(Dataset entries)
****
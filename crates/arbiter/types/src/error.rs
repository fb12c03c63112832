use thiserror::Error;

/// Validation errors raised while constructing arbitration inputs.
#[derive(Error, Debug, Clone, PartialEq)]
pub enum TypesError {
    #[error("malformed option {option_id}: {reason}")]
    MalformedOption { option_id: String, reason: String },

    #[error("decision context has no options")]
    EmptyOptionSet,

    #[error("duplicate option id: {0}")]
    DuplicateOptionId(String),

    #[error("invalid profile: {0:?} (expected \"v4\" or \"v5\")")]
    InvalidProfile(String),

    #[error("invalid consensus parameters: {0}")]
    InvalidParameters(String),

    #[error("invalid signal: {0}")]
    InvalidSignal(String),
}

/// The time source could not produce a usable timestamp.
#[derive(Error, Debug, Clone, PartialEq, Eq)]
#[error("clock unavailable: {0}")]
pub struct ClockError(pub String);

#[cfg(test)]
mod tests {
    use super::*;

    #[test]
    fn malformed_option_display() {
        let err = TypesError::MalformedOption {
            option_id: "A20".into(),
            reason: "missing impact key \"economy\"".into(),
        };
        let msg = err.to_string();
        assert!(msg.contains("A20"));
        assert!(msg.contains("economy"));
    }

    #[test]
    fn invalid_profile_display() {
        let err = TypesError::InvalidProfile("v6".into());
        assert_eq!(
            err.to_string(),
            "invalid profile: \"v6\" (expected \"v4\" or \"v5\")"
        );
    }

    #[test]
    fn clock_error_display() {
        let err = ClockError("system time before epoch".into());
        assert_eq!(err.to_string(), "clock unavailable: system time before epoch");
    }
}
****
WHAT IS EXPECTED: Tally the lines above containing "epoch"; give only the number.

ANSWER TO THIS PROBLEM: 2